Data entries
————————
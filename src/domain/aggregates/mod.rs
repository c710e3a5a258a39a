//! Aggregates module
pub mod variant_matrix;
pub mod product_form;
pub mod refund;
pub mod refund_request;
pub mod refund_status;

pub use variant_matrix::{generate_combinations, remove_option, ProductDefaults, SkuCombination, VariantGroup, VariantOption};
pub use product_form::{ProductForm, SkuValidationError, VariantError};
pub use refund::{compute_breakdown, is_method_allowed, RefundBreakdown, RefundLineItem, RefundMethod, RefundMethodKind, RefundType};
pub use refund_request::{RefundRequest, RefundRequestDraft, RefundValidationError};
pub use refund_status::{RefundAction, RefundStatus, StatusMeta};
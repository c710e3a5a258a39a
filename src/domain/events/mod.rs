//! Domain events
use crate::domain::aggregates::refund::{RefundBreakdown, RefundMethodKind, RefundType};

#[derive(Clone, Debug, PartialEq)]
pub enum DomainEvent {
    Variant(VariantEvent),
    Refund(RefundEvent),
}

#[derive(Clone, Debug, PartialEq)]
pub enum VariantEvent {
    GroupAdded { group_id: String, title: String },
    GroupRemoved { group_id: String },
    OptionAdded { group_id: String, option_id: String },
    OptionRemoved { group_id: String, option_id: String },
    MatrixRebuilt { sku_count: usize },
    SkuUpdated { sku_id: String },
}

#[derive(Clone, Debug, PartialEq)]
pub enum RefundEvent {
    TypeChanged { refund_type: RefundType },
    MethodReset { from: RefundMethodKind, to: RefundMethodKind },
    BreakdownChanged { breakdown: RefundBreakdown },
}
//! Refund breakdown: base amount, method fee and payout

use rust_decimal::{Decimal, RoundingStrategy};
use serde::{Deserialize, Serialize};
use std::fmt;
use tracing::debug;

/// Share of the item value a keep-item refund may pay out (70%).
pub const PARTIAL_REFUND_CAP: Decimal = Decimal::from_parts(7, 0, 0, false, 1);
/// Remittance pickup fee.
pub const MONEYBACK_FEE: Decimal = Decimal::from_parts(50, 0, 0, false, 0);
pub const WALLET_FEE: Decimal = Decimal::from_parts(10, 0, 0, false, 0);

#[derive(Clone, Copy, Debug, PartialEq, Eq, Hash, Serialize, Deserialize)]
#[serde(rename_all = "snake_case")]
pub enum RefundType {
    /// Buyer ships the item back for the full value.
    ReturnItem,
    /// Buyer keeps the item and takes a capped partial refund.
    KeepItem,
    /// Item is swapped; no money moves.
    Replacement,
}

impl RefundType {
    pub const ALL: [RefundType; 3] = [Self::ReturnItem, Self::KeepItem, Self::Replacement];
    pub fn as_str(&self) -> &'static str {
        match self { Self::ReturnItem => "return_item", Self::KeepItem => "keep_item", Self::Replacement => "replacement" }
    }
    pub fn label(&self) -> &'static str {
        match self { Self::ReturnItem => "Return item", Self::KeepItem => "Keep item (partial refund)", Self::Replacement => "Replacement" }
    }
    /// Method preselected when this type is chosen.
    pub fn default_method(&self) -> RefundMethodKind {
        REFUND_METHODS.iter().find(|m| m.allows(*self)).map(|m| m.kind).unwrap_or(RefundMethodKind::Wallet)
    }
}

impl fmt::Display for RefundType {
    fn fmt(&self, f: &mut fmt::Formatter<'_>) -> fmt::Result { write!(f, "{}", self.as_str()) }
}

#[derive(Clone, Copy, Debug, PartialEq, Eq, Hash, Serialize, Deserialize)]
#[serde(rename_all = "snake_case")]
pub enum RefundMethodKind {
    Wallet,
    Bank,
    Voucher,
    Moneyback,
    Replace,
}

impl RefundMethodKind {
    pub fn as_str(&self) -> &'static str {
        match self { Self::Wallet => "wallet", Self::Bank => "bank", Self::Voucher => "voucher", Self::Moneyback => "moneyback", Self::Replace => "replace" }
    }
    pub fn fee(&self) -> Decimal {
        match self {
            Self::Moneyback => MONEYBACK_FEE,
            Self::Wallet => WALLET_FEE,
            Self::Bank | Self::Voucher | Self::Replace => Decimal::ZERO,
        }
    }
    pub fn method(&self) -> &'static RefundMethod {
        // Every kind has exactly one catalog row.
        REFUND_METHODS.iter().find(|m| m.kind == *self).unwrap_or(&REFUND_METHODS[0])
    }
}

impl fmt::Display for RefundMethodKind {
    fn fmt(&self, f: &mut fmt::Formatter<'_>) -> fmt::Result { write!(f, "{}", self.as_str()) }
}

#[derive(Clone, Debug, PartialEq, Serialize)]
pub struct RefundMethod {
    pub kind: RefundMethodKind,
    pub label: &'static str,
    pub description: &'static str,
    pub allowed_refund_types: &'static [RefundType],
}

impl RefundMethod {
    pub fn allows(&self, refund_type: RefundType) -> bool { self.allowed_refund_types.contains(&refund_type) }
    pub fn fee(&self) -> Decimal { self.kind.fee() }
}

const MONEY_TYPES: &[RefundType] = &[RefundType::ReturnItem, RefundType::KeepItem];

pub static REFUND_METHODS: [RefundMethod; 5] = [
    RefundMethod { kind: RefundMethodKind::Wallet, label: "Wallet", description: "Credited to the marketplace wallet", allowed_refund_types: MONEY_TYPES },
    RefundMethod { kind: RefundMethodKind::Bank, label: "Bank transfer", description: "Sent to the buyer's bank account", allowed_refund_types: MONEY_TYPES },
    RefundMethod { kind: RefundMethodKind::Voucher, label: "Voucher", description: "Issued as a store voucher", allowed_refund_types: MONEY_TYPES },
    RefundMethod { kind: RefundMethodKind::Moneyback, label: "Remittance", description: "Cash pickup through a remittance partner", allowed_refund_types: MONEY_TYPES },
    RefundMethod { kind: RefundMethodKind::Replace, label: "Replacement", description: "Item replaced, no refund issued", allowed_refund_types: &[RefundType::Replacement] },
];

/// Methods offered for a refund type, in catalog order.
pub fn methods_for(refund_type: RefundType) -> impl Iterator<Item = &'static RefundMethod> {
    REFUND_METHODS.iter().filter(move |m| m.allows(refund_type))
}

pub fn is_method_allowed(refund_type: RefundType, method: &RefundMethod) -> bool { method.allows(refund_type) }

/// One order line picked for the refund.
#[derive(Clone, Debug, PartialEq, Serialize, Deserialize)]
pub struct RefundLineItem {
    pub checkout_id: String,
    pub subtotal: Decimal,
    #[serde(default, skip_serializing_if = "Option::is_none")]
    pub title: Option<String>,
    #[serde(default, skip_serializing_if = "Option::is_none")]
    pub quantity: Option<u32>,
}

#[derive(Clone, Copy, Debug, Default, PartialEq, Eq, Serialize, Deserialize)]
pub struct RefundBreakdown {
    pub base_amount: Decimal,
    pub fee: Decimal,
    pub final_amount: Decimal,
}

/// Sum of the selected subtotals. Negative subtotals count as zero and the
/// sum saturates instead of overflowing.
pub fn selected_total(items: &[RefundLineItem]) -> Decimal {
    items.iter().fold(Decimal::ZERO, |acc, i| acc.saturating_add(i.subtotal.max(Decimal::ZERO)))
}

/// Ceiling for a keep-item refund, truncated to cents so it never exceeds 70%.
pub fn max_partial_amount(selected_total: Decimal) -> Decimal {
    selected_total.saturating_mul(PARTIAL_REFUND_CAP).round_dp_with_strategy(2, RoundingStrategy::ToZero)
}

/// Computes what the buyer would receive. A partial amount above the cap is
/// passed through as entered; rejecting it is the submitter's job.
pub fn compute_breakdown(items: &[RefundLineItem], refund_type: RefundType, method: RefundMethodKind, partial_amount: Option<Decimal>) -> RefundBreakdown {
    let total = selected_total(items);
    let base_amount = match refund_type {
        RefundType::ReturnItem | RefundType::Replacement => total,
        RefundType::KeepItem => partial_amount.filter(|a| *a > Decimal::ZERO).unwrap_or_else(|| max_partial_amount(total)),
    };
    let fee = method.fee();
    let final_amount = base_amount.saturating_sub(fee).max(Decimal::ZERO);
    debug!(%refund_type, %method, %base_amount, %fee, %final_amount, "refund breakdown computed");
    RefundBreakdown { base_amount, fee, final_amount }
}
————————
Which lines of the data contain the string "events"? Copy each of them.

filename src/domain/events/mod.rs
//! Domain events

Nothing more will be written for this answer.